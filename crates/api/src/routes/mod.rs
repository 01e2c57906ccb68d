pub mod batch;
pub mod health;
pub mod maintenance;
pub mod project;
pub mod task;
pub mod user;

use axum::Router;

use crate::state::AppState;

/// Build the `/api/v1` route tree.
///
/// Route hierarchy:
///
/// ```text
/// /projects                                 list, create
/// /projects/{id}                            get, update, delete
/// /projects/{id}/batches                    create from CSV (multipart)
/// /projects/{id}/results                    project-wide results CSV
/// /projects/{id}/stats                      aggregate statistics
///
/// /batches                                  worker dashboard
/// /batches/{id}                             get, delete
/// /batches/{id}/accept                      claim next available task
/// /batches/{id}/tasks/next                  preview next task
/// /batches/{id}/tasks/{task_id}/accept      claim a specific task
/// /batches/{id}/tasks/{task_id}/skip        record a skip (session only)
/// /batches/{id}/results                     results CSV
/// /batches/{id}/input                       input-only CSV
/// /batches/{id}/stats                       aggregate statistics
///
/// /tasks/{id}                               task with populated HTML
/// /tasks/{task_id}/assignments/{id}/submit  submit answers
/// /tasks/{task_id}/assignments/{id}/return  return unfinished work
///
/// /users                                    register (admin only)
/// /users/{id}                               get (self or admin)
/// /users/{id}/stats                         per-worker statistics
///
/// /maintenance/expire                       expiry sweep (admin only)
/// ```
pub fn api_routes() -> Router<AppState> {
    Router::new()
        .nest("/projects", project::router())
        .nest("/batches", batch::router())
        .nest("/tasks", task::router())
        .nest("/users", user::router())
        .nest("/maintenance", maintenance::router())
}
use crate::cpu::flags::Flags;
use crate::cpu::state::{reg, seg};
use crate::machine::Machine;

fn push16(m: &mut Machine, val: u16) {
    let sp = m.cpu.reg16(reg::SP).wrapping_sub(2);
    m.cpu.set_reg16(reg::SP, sp);
    let lin = m.cpu.seg_base(seg::SS).wrapping_add(sp as u32);
    m.mem_write_w(lin, val);
}

/// Real-mode interrupt entry, shared by INT n, INTO, hardware IRQs and
/// fault delivery. Pushes FLAGS, CS and IP, clears IF and TF, then vectors
/// through the IVT at physical 0.
pub fn enter(m: &mut Machine, vector: u8) {
    let fl = m.cpu.flags().bits() as u16;
    let cs = m.cpu.sregs[seg::CS as usize].sel;
    push16(m, fl);
    push16(m, cs);
    push16(m, m.cpu.ip as u16);

    m.cpu.set_flag(Flags::IF, false);
    m.cpu.set_flag(Flags::TF, false);

    let ivt = (vector as u32) * 4;
    let ip = m.mem_read_w(ivt);
    let sel = m.mem_read_w(ivt.wrapping_add(2));
    m.cpu.sregs[seg::CS as usize].load(sel);
    m.cpu.ip = ip as u32;
    m.cpu.halted = false;
}
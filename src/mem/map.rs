use std::sync::Arc;

use thiserror::Error;

use crate::dev::DevId;
use crate::machine::Machine;

pub const PAGE_SHIFT: u32 = 12;
pub const PAGE_SIZE: u32 = 1 << PAGE_SHIFT;

pub type MemReadB = fn(&mut Machine, u32, DevId) -> u8;
pub type MemReadW = fn(&mut Machine, u32, DevId) -> u16;
pub type MemReadL = fn(&mut Machine, u32, DevId) -> u32;
pub type MemWriteB = fn(&mut Machine, u32, u8, DevId);
pub type MemWriteW = fn(&mut Machine, u32, u16, DevId);
pub type MemWriteL = fn(&mut Machine, u32, u32, DevId);

/// Per-width handler set for a mapping. Any subset may be present; missing
/// widths are synthesized from the ones that exist at dispatch time.
#[derive(Debug, Clone, Copy, Default)]
pub struct MemHandlers {
    pub read_b: Option<MemReadB>,
    pub read_w: Option<MemReadW>,
    pub read_l: Option<MemReadL>,
    pub write_b: Option<MemWriteB>,
    pub write_w: Option<MemWriteW>,
    pub write_l: Option<MemWriteL>,
}

impl MemHandlers {
    pub const NONE: MemHandlers = MemHandlers {
        read_b: None,
        read_w: None,
        read_l: None,
        write_b: None,
        write_w: None,
        write_l: None,
    };

    fn any_read(&self) -> bool {
        self.read_b.is_some() || self.read_w.is_some() || self.read_l.is_some()
    }

    fn any_write(&self) -> bool {
        self.write_b.is_some() || self.write_w.is_some() || self.write_l.is_some()
    }
}

/// Direct byte storage behind a mapping, bypassing handlers on the fast
/// path. `Ram` offsets index the map-owned allocation so several mappings
/// (shadow windows, remapped banks) can alias the same bytes.
#[derive(Debug, Clone)]
pub enum Backing {
    None,
    Ram { off: u32 },
    Rom(Arc<[u8]>),
}

#[derive(Debug, Error)]
pub enum SetupError {
    #[error("mapping size must be nonzero")]
    ZeroSize,
    #[error("mapping {base:#x}+{size:#x} exceeds the {limit:#x} address space")]
    OutOfRange { base: u32, size: u32, limit: u32 },
    #[error("ram backing {off:#x}+{size:#x} exceeds the {limit:#x} allocation")]
    RamOutOfRange { off: u32, size: u32, limit: u32 },
    #[error("rom backing is empty")]
    EmptyRom,
    #[error("mapping has neither backing nor handlers")]
    NoTarget,
}

/// Opaque ticket for a registered mapping.
#[derive(Debug, Clone, Copy, PartialEq, Eq)]
pub struct MapHandle(u32);

#[derive(Debug, Clone)]
struct Mapping {
    base: u32,
    size: u32,
    enabled: bool,
    dead: bool,
    handlers: MemHandlers,
    backing: Backing,
    dev: DevId,
}

impl Mapping {
    fn live(&self) -> bool {
        self.enabled && !self.dead && self.size != 0
    }

    fn contains(&self, addr: u32) -> bool {
        addr.wrapping_sub(self.base) < self.size
    }

    fn covers(&self, addr: u32, n: u32) -> bool {
        let off = addr.wrapping_sub(self.base);
        off < self.size && self.size - off >= n
    }

    fn can_read(&self) -> bool {
        !matches!(self.backing, Backing::None) || self.handlers.any_read()
    }

    fn can_write(&self) -> bool {
        matches!(self.backing, Backing::Ram { .. }) || self.handlers.any_write()
    }
}

/// One resolved access. `Backing` carries the mapping index whose storage
/// the caller reads or writes directly; `Handler` hands back the fn table
/// to dispatch through. `Split` means the range is not serviceable as one
/// unit and must be retried bytewise.
#[derive(Debug, Clone, Copy)]
pub enum Access {
    Backing(usize),
    Handler(MemHandlers, DevId),
    OpenBus,
    Split,
}

enum Deferred {
    SetAddr(MapHandle, u32, u32),
    Enable(MapHandle),
    Disable(MapHandle),
    Remove(MapHandle),
}

/// Physical address space: a registration-ordered mapping list with a
/// page-granular lookup table rebuilt on every topology change. Within a
/// page the latest-registered enabled mapping wins; bytes the table winner
/// does not cover fall back to a reverse scan of the list so overlap
/// boundaries stay byte-exact.
pub struct MemoryMap {
    ram: Vec<u8>,
    mappings: Vec<Mapping>,
    read_map: Vec<u16>,
    write_map: Vec<u16>,

    page_gen: Vec<u32>,
    code_present: Vec<bool>,

    limit: u32,

    defer_depth: u32,
    deferred: Vec<Deferred>,
}

impl MemoryMap {
    pub fn new(ram_size: u32, addr_space: u32) -> MemoryMap {
        let pages = (addr_space >> PAGE_SHIFT) as usize;
        MemoryMap {
            ram: vec![0; ram_size as usize],
            mappings: Vec::new(),
            read_map: vec![0; pages],
            write_map: vec![0; pages],
            page_gen: vec![0; pages],
            code_present: vec![false; pages],
            limit: addr_space,
            defer_depth: 0,
            deferred: Vec::new(),
        }
    }

    pub fn ram(&self) -> &[u8] {
        &self.ram
    }

    pub fn ram_mut(&mut self) -> &mut [u8] {
        &mut self.ram
    }

    pub fn limit(&self) -> u32 {
        self.limit
    }

    /// Registers a mapping, enabled, with the highest priority so far.
    pub fn register(
        &mut self,
        base: u32,
        size: u32,
        handlers: MemHandlers,
        backing: Backing,
        dev: DevId,
    ) -> Result<MapHandle, SetupError> {
        if size == 0 {
            return Err(SetupError::ZeroSize);
        }
        if base as u64 + size as u64 > self.limit as u64 {
            return Err(SetupError::OutOfRange {
                base,
                size,
                limit: self.limit,
            });
        }
        match &backing {
            Backing::Ram { off } => {
                if *off as u64 + size as u64 > self.ram.len() as u64 {
                    return Err(SetupError::RamOutOfRange {
                        off: *off,
                        size,
                        limit: self.ram.len() as u32,
                    });
                }
            }
            Backing::Rom(rom) => {
                if rom.is_empty() {
                    return Err(SetupError::EmptyRom);
                }
            }
            Backing::None => {
                if !handlers.any_read() && !handlers.any_write() {
                    return Err(SetupError::NoTarget);
                }
            }
        }

        self.mappings.push(Mapping {
            base,
            size,
            enabled: true,
            dead: false,
            handlers,
            backing,
            dev,
        });
        let h = MapHandle((self.mappings.len() - 1) as u32);
        self.recalc();
        Ok(h)
    }

    /// Moves or resizes the window. The new window is checked the same way
    /// `register` checks it, before any deferral, so a rejected move never
    /// reaches the tables.
    pub fn set_addr(&mut self, h: MapHandle, base: u32, size: u32) -> Result<(), SetupError> {
        self.check_window(h, base, size)?;
        if self.defer_depth > 0 {
            self.deferred.push(Deferred::SetAddr(h, base, size));
            return Ok(());
        }
        self.apply_set_addr(h, base, size);
        Ok(())
    }

    fn apply_set_addr(&mut self, h: MapHandle, base: u32, size: u32) {
        let map = &mut self.mappings[h.0 as usize];
        map.base = base;
        map.size = size;
        self.recalc();
    }

    fn check_window(&self, h: MapHandle, base: u32, size: u32) -> Result<(), SetupError> {
        if size == 0 {
            return Err(SetupError::ZeroSize);
        }
        if base as u64 + size as u64 > self.limit as u64 {
            return Err(SetupError::OutOfRange {
                base,
                size,
                limit: self.limit,
            });
        }
        if let Backing::Ram { off } = self.mappings[h.0 as usize].backing {
            if off as u64 + size as u64 > self.ram.len() as u64 {
                return Err(SetupError::RamOutOfRange {
                    off,
                    size,
                    limit: self.ram.len() as u32,
                });
            }
        }
        Ok(())
    }

    pub fn enable(&mut self, h: MapHandle) {
        if self.defer_depth > 0 {
            self.deferred.push(Deferred::Enable(h));
            return;
        }
        let map = &mut self.mappings[h.0 as usize];
        if !map.enabled {
            map.enabled = true;
            self.recalc();
        }
    }

    pub fn disable(&mut self, h: MapHandle) {
        if self.defer_depth > 0 {
            self.deferred.push(Deferred::Disable(h));
            return;
        }
        let map = &mut self.mappings[h.0 as usize];
        if map.enabled {
            map.enabled = false;
            self.recalc();
        }
    }

    /// Tombstones the mapping. Indices of other mappings stay stable.
    pub fn remove(&mut self, h: MapHandle) {
        if self.defer_depth > 0 {
            self.deferred.push(Deferred::Remove(h));
            return;
        }
        let map = &mut self.mappings[h.0 as usize];
        map.dead = true;
        map.enabled = false;
        self.recalc();
    }

    /// Removes every mapping owned by `dev` (device teardown).
    pub fn remove_owned(&mut self, dev: DevId) {
        let mut changed = false;
        for map in self.mappings.iter_mut() {
            if map.dev == dev && !map.dead {
                map.dead = true;
                map.enabled = false;
                changed = true;
            }
        }
        if changed {
            self.recalc();
        }
    }

    /// Marks the start of a dispatch; topology changes requested by the
    /// handler are queued until the matching `defer_end`.
    pub fn defer_begin(&mut self) {
        self.defer_depth += 1;
    }

    pub fn defer_end(&mut self) {
        self.defer_depth -= 1;
        if self.defer_depth > 0 {
            return;
        }
        for op in std::mem::take(&mut self.deferred) {
            match op {
                // checked when queued
                Deferred::SetAddr(h, base, size) => self.apply_set_addr(h, base, size),
                Deferred::Enable(h) => self.enable(h),
                Deferred::Disable(h) => self.disable(h),
                Deferred::Remove(h) => self.remove(h),
            }
        }
    }

    fn recalc(&mut self) {
        for e in self.read_map.iter_mut() {
            *e = 0;
        }
        for e in self.write_map.iter_mut() {
            *e = 0;
        }
        let last_page = (self.limit >> PAGE_SHIFT) as u64;
        for (i, map) in self.mappings.iter().enumerate() {
            if !map.live() {
                continue;
            }
            let first = (map.base >> PAGE_SHIFT) as u64;
            let last = (map.base as u64 + map.size as u64 - 1) >> PAGE_SHIFT;
            for p in first..=last.min(last_page.saturating_sub(1)) {
                if map.can_read() {
                    self.read_map[p as usize] = (i + 1) as u16;
                }
                if map.can_write() {
                    self.write_map[p as usize] = (i + 1) as u16;
                }
            }
        }
    }

    fn access_for(&self, idx: usize, write: bool) -> Access {
        let map = &self.mappings[idx];
        match (&map.backing, write) {
            (Backing::Ram { .. }, _) => Access::Backing(idx),
            (Backing::Rom(_), false) => Access::Backing(idx),
            // ROM writes go through handlers if any (flash), else dropped
            _ => {
                if write && map.handlers.any_write() {
                    Access::Handler(map.handlers, map.dev)
                } else if !write && map.handlers.any_read() {
                    Access::Handler(map.handlers, map.dev)
                } else {
                    Access::OpenBus
                }
            }
        }
    }

    fn scan(&self, addr: u32, write: bool) -> Access {
        for (i, map) in self.mappings.iter().enumerate().rev() {
            if !map.live() || !map.contains(addr) {
                continue;
            }
            if write && !map.can_write() {
                continue;
            }
            if !write && !map.can_read() {
                continue;
            }
            return self.access_for(i, write);
        }
        Access::OpenBus
    }

    /// Resolves an `n`-byte access at `addr`. Returns `Split` when the range
    /// crosses a page or an overlap boundary; the caller then retries one
    /// byte at a time.
    pub fn resolve(&self, addr: u32, n: u32, write: bool) -> Access {
        if addr as u64 + n as u64 > self.limit as u64 {
            return Access::OpenBus;
        }
        if n > 1 && (addr & (PAGE_SIZE - 1)) + n > PAGE_SIZE {
            return Access::Split;
        }

        let page = (addr >> PAGE_SHIFT) as usize;
        let table = if write {
            &self.write_map
        } else {
            &self.read_map
        };
        let e = table[page];
        if e != 0 {
            let idx = (e - 1) as usize;
            if self.mappings[idx].covers(addr, n) {
                return self.access_for(idx, write);
            }
        } else if n == 1 {
            // no live mapping touches this page at all
            return Access::OpenBus;
        }

        if n > 1 {
            return Access::Split;
        }
        self.scan(addr, write)
    }

    pub fn backing_read_b(&self, idx: usize, addr: u32) -> u8 {
        let map = &self.mappings[idx];
        let off = addr.wrapping_sub(map.base);
        match &map.backing {
            Backing::Ram { off: base } => self.ram[(base + off) as usize],
            Backing::Rom(rom) => rom[off as usize % rom.len()],
            Backing::None => 0xff,
        }
    }

    pub fn backing_read_w(&self, idx: usize, addr: u32) -> u16 {
        (self.backing_read_b(idx, addr) as u16)
            | (self.backing_read_b(idx, addr + 1) as u16) << 8
    }

    pub fn backing_read_l(&self, idx: usize, addr: u32) -> u32 {
        (self.backing_read_w(idx, addr) as u32)
            | (self.backing_read_w(idx, addr + 2) as u32) << 16
    }

    pub fn backing_write_b(&mut self, idx: usize, addr: u32, val: u8) {
        let map = &self.mappings[idx];
        let off = addr.wrapping_sub(map.base);
        if let Backing::Ram { off: base } = map.backing {
            self.ram[(base + off) as usize] = val;
        }
    }

    pub fn backing_write_w(&mut self, idx: usize, addr: u32, val: u16) {
        self.backing_write_b(idx, addr, val as u8);
        self.backing_write_b(idx, addr + 1, (val >> 8) as u8);
    }

    pub fn backing_write_l(&mut self, idx: usize, addr: u32, val: u32) {
        self.backing_write_w(idx, addr, val as u16);
        self.backing_write_w(idx, addr + 2, (val >> 16) as u16);
    }

    pub fn page_gen(&self, page: usize) -> u32 {
        self.page_gen[page]
    }

    /// Flags a page as holding translated code so writes to it report back.
    pub fn mark_code(&mut self, page: usize) {
        self.code_present[page] = true;
    }

    /// Bumps the page generation for a store at `addr`. Returns true when
    /// translated code lived there and must be thrown away.
    pub fn note_write(&mut self, addr: u32) -> bool {
        if addr >= self.limit {
            return false;
        }
        let page = (addr >> PAGE_SHIFT) as usize;
        self.page_gen[page] = self.page_gen[page].wrapping_add(1);
        if self.code_present[page] {
            self.code_present[page] = false;
            true
        } else {
            false
        }
    }
}
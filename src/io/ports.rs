use thiserror::Error;

use crate::dev::DevId;
use crate::machine::Machine;

pub type PortReadB = fn(&mut Machine, u16, DevId) -> u8;
pub type PortReadW = fn(&mut Machine, u16, DevId) -> u16;
pub type PortReadL = fn(&mut Machine, u16, DevId) -> u32;
pub type PortWriteB = fn(&mut Machine, u16, u8, DevId);
pub type PortWriteW = fn(&mut Machine, u16, u16, DevId);
pub type PortWriteL = fn(&mut Machine, u16, u32, DevId);

#[derive(Debug, Clone, Copy, Default)]
pub struct PortHandlers {
    pub read_b: Option<PortReadB>,
    pub read_w: Option<PortReadW>,
    pub read_l: Option<PortReadL>,
    pub write_b: Option<PortWriteB>,
    pub write_w: Option<PortWriteW>,
    pub write_l: Option<PortWriteL>,
}

impl PortHandlers {
    pub const NONE: PortHandlers = PortHandlers {
        read_b: None,
        read_w: None,
        read_l: None,
        write_b: None,
        write_w: None,
        write_l: None,
    };

    fn any_read(&self) -> bool {
        self.read_b.is_some() || self.read_w.is_some() || self.read_l.is_some()
    }

    fn any_write(&self) -> bool {
        self.write_b.is_some() || self.write_w.is_some() || self.write_l.is_some()
    }
}

#[derive(Debug, Error)]
pub enum PortSetupError {
    #[error("port range length must be nonzero")]
    ZeroLen,
    #[error("port stride must be 1 or 2")]
    BadStride,
    #[error("port range {base:#x} len {len} stride {stride} leaves the 16-bit space")]
    OutOfRange { base: u16, len: u32, stride: u8 },
    #[error("port range has no handlers")]
    NoHandlers,
}

#[derive(Debug, Clone, Copy, PartialEq, Eq)]
pub struct PortHandle(u32);

#[derive(Debug, Clone, Copy)]
struct PortEntry {
    base: u16,
    /// Number of decoded ports, not the span in port numbers.
    len: u32,
    /// 1 for contiguous, 2 for odd/even interleave.
    stride: u8,
    enabled: bool,
    dead: bool,
    handlers: PortHandlers,
    dev: DevId,
}

impl PortEntry {
    fn live(&self) -> bool {
        self.enabled && !self.dead
    }

    fn decodes(&self, port: u16) -> bool {
        let off = port.wrapping_sub(self.base) as u32;
        off < self.len * self.stride as u32 && off % self.stride as u32 == 0
    }
}

/// The 16-bit port space. Registration is a flat list scanned in reverse
/// so the latest enabled range claims contested ports; the space is small
/// and sparse enough that no lookup table is kept.
pub struct PortMap {
    entries: Vec<PortEntry>,
}

impl PortMap {
    pub fn new() -> PortMap {
        PortMap {
            entries: Vec::new(),
        }
    }

    pub fn register(
        &mut self,
        base: u16,
        len: u32,
        stride: u8,
        handlers: PortHandlers,
        dev: DevId,
    ) -> Result<PortHandle, PortSetupError> {
        if len == 0 {
            return Err(PortSetupError::ZeroLen);
        }
        if stride != 1 && stride != 2 {
            return Err(PortSetupError::BadStride);
        }
        if base as u64 + (len as u64 - 1) * stride as u64 > 0xffff {
            return Err(PortSetupError::OutOfRange { base, len, stride });
        }
        if !handlers.any_read() && !handlers.any_write() {
            return Err(PortSetupError::NoHandlers);
        }
        self.entries.push(PortEntry {
            base,
            len,
            stride,
            enabled: true,
            dead: false,
            handlers,
            dev,
        });
        Ok(PortHandle((self.entries.len() - 1) as u32))
    }

    pub fn enable(&mut self, h: PortHandle) {
        self.entries[h.0 as usize].enabled = true;
    }

    pub fn disable(&mut self, h: PortHandle) {
        self.entries[h.0 as usize].enabled = false;
    }

    pub fn remove(&mut self, h: PortHandle) {
        let e = &mut self.entries[h.0 as usize];
        e.dead = true;
        e.enabled = false;
    }

    pub fn remove_owned(&mut self, dev: DevId) {
        for e in self.entries.iter_mut() {
            if e.dev == dev && !e.dead {
                e.dead = true;
                e.enabled = false;
            }
        }
    }

    pub fn resolve_read(&self, port: u16) -> Option<(PortHandlers, DevId)> {
        self.entries
            .iter()
            .rev()
            .find(|e| e.live() && e.decodes(port) && e.handlers.any_read())
            .map(|e| (e.handlers, e.dev))
    }

    pub fn resolve_write(&self, port: u16) -> Option<(PortHandlers, DevId)> {
        self.entries
            .iter()
            .rev()
            .find(|e| e.live() && e.decodes(port) && e.handlers.any_write())
            .map(|e| (e.handlers, e.dev))
    }
}

impl Default for PortMap {
    fn default() -> Self {
        PortMap::new()
    }
}

#[cfg(test)]
mod tests {
    use super::*;

    fn read_aa(_: &mut Machine, _: u16, _: DevId) -> u8 {
        0xaa
    }

    fn read_bb(_: &mut Machine, _: u16, _: DevId) -> u8 {
        0xbb
    }

    fn sink(_: &mut Machine, _: u16, _: u8, _: DevId) {}

    fn rw(read: PortReadB) -> PortHandlers {
        PortHandlers {
            read_b: Some(read),
            write_b: Some(sink),
            ..PortHandlers::NONE
        }
    }

    #[test]
    fn unclaimed_port_resolves_to_nothing() {
        let m = PortMap::new();
        assert!(m.resolve_read(0x80).is_none());
        assert!(m.resolve_write(0x80).is_none());
    }

    #[test]
    fn latest_registration_wins() {
        let mut m = PortMap::new();
        m.register(0x3f8, 8, 1, rw(read_aa), DevId::NONE).unwrap();
        let h = m.register(0x3f8, 8, 1, rw(read_bb), DevId::NONE).unwrap();

        let (got, _) = m.resolve_read(0x3f8).unwrap();
        assert_eq!(got.read_b.unwrap() as usize, read_bb as usize);

        m.disable(h);
        let (got, _) = m.resolve_read(0x3f8).unwrap();
        assert_eq!(got.read_b.unwrap() as usize, read_aa as usize);
    }

    #[test]
    fn stride_two_decodes_every_other_port() {
        let mut m = PortMap::new();
        m.register(0x1f0, 4, 2, rw(read_aa), DevId::NONE).unwrap();
        assert!(m.resolve_read(0x1f0).is_some());
        assert!(m.resolve_read(0x1f1).is_none());
        assert!(m.resolve_read(0x1f2).is_some());
        assert!(m.resolve_read(0x1f6).is_some());
        assert!(m.resolve_read(0x1f8).is_none());
    }

    #[test]
    fn read_only_range_ignores_writes() {
        let mut m = PortMap::new();
        let handlers = PortHandlers {
            read_b: Some(read_aa),
            ..PortHandlers::NONE
        };
        m.register(0x60, 1, 1, handlers, DevId::NONE).unwrap();
        assert!(m.resolve_read(0x60).is_some());
        assert!(m.resolve_write(0x60).is_none());
    }

    #[test]
    fn remove_owned_sweeps() {
        let mut m = PortMap::new();
        let dev = DevId::new_for_test(3);
        m.register(0x70, 2, 1, rw(read_aa), dev).unwrap();
        m.register(0x80, 1, 1, rw(read_aa), dev).unwrap();
        m.remove_owned(dev);
        assert!(m.resolve_read(0x70).is_none());
        assert!(m.resolve_read(0x80).is_none());
    }

    #[test]
    fn rejects_bad_registrations() {
        let mut m = PortMap::new();
        assert!(matches!(
            m.register(0, 0, 1, rw(read_aa), DevId::NONE),
            Err(PortSetupError::ZeroLen)
        ));
        assert!(matches!(
            m.register(0, 1, 3, rw(read_aa), DevId::NONE),
            Err(PortSetupError::BadStride)
        ));
        assert!(matches!(
            m.register(0xfffe, 4, 1, rw(read_aa), DevId::NONE),
            Err(PortSetupError::OutOfRange { .. })
        ));
        assert!(matches!(
            m.register(0x10, 1, 1, PortHandlers::NONE, DevId::NONE),
            Err(PortSetupError::NoHandlers)
        ));
    }
}
pub mod cache;
pub mod translate;

pub use cache::{Block, BlockCache, PageStamp, MAX_BLOCK_INSNS};
pub use translate::translate;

Work required: Using the entries above, repeat only the lines from the one containing "pub type PortWriteW" through the one containing "pub enum PortSetupError", end lines included.

Reply to the exercise:
pub type PortWriteW = fn(&mut Machine, u16, u16, DevId);
pub type PortWriteL = fn(&mut Machine, u16, u32, DevId);

#[derive(Debug, Clone, Copy, Default)]
pub struct PortHandlers {
    pub read_b: Option<PortReadB>,
    pub read_w: Option<PortReadW>,
    pub read_l: Option<PortReadL>,
    pub write_b: Option<PortWriteB>,
    pub write_w: Option<PortWriteW>,
    pub write_l: Option<PortWriteL>,
}

impl PortHandlers {
    pub const NONE: PortHandlers = PortHandlers {
        read_b: None,
        read_w: None,
        read_l: None,
        write_b: None,
        write_w: None,
        write_l: None,
    };

    fn any_read(&self) -> bool {
        self.read_b.is_some() || self.read_w.is_some() || self.read_l.is_some()
    }

    fn any_write(&self) -> bool {
        self.write_b.is_some() || self.write_w.is_some() || self.write_l.is_some()
    }
}

#[derive(Debug, Error)]
pub enum PortSetupError {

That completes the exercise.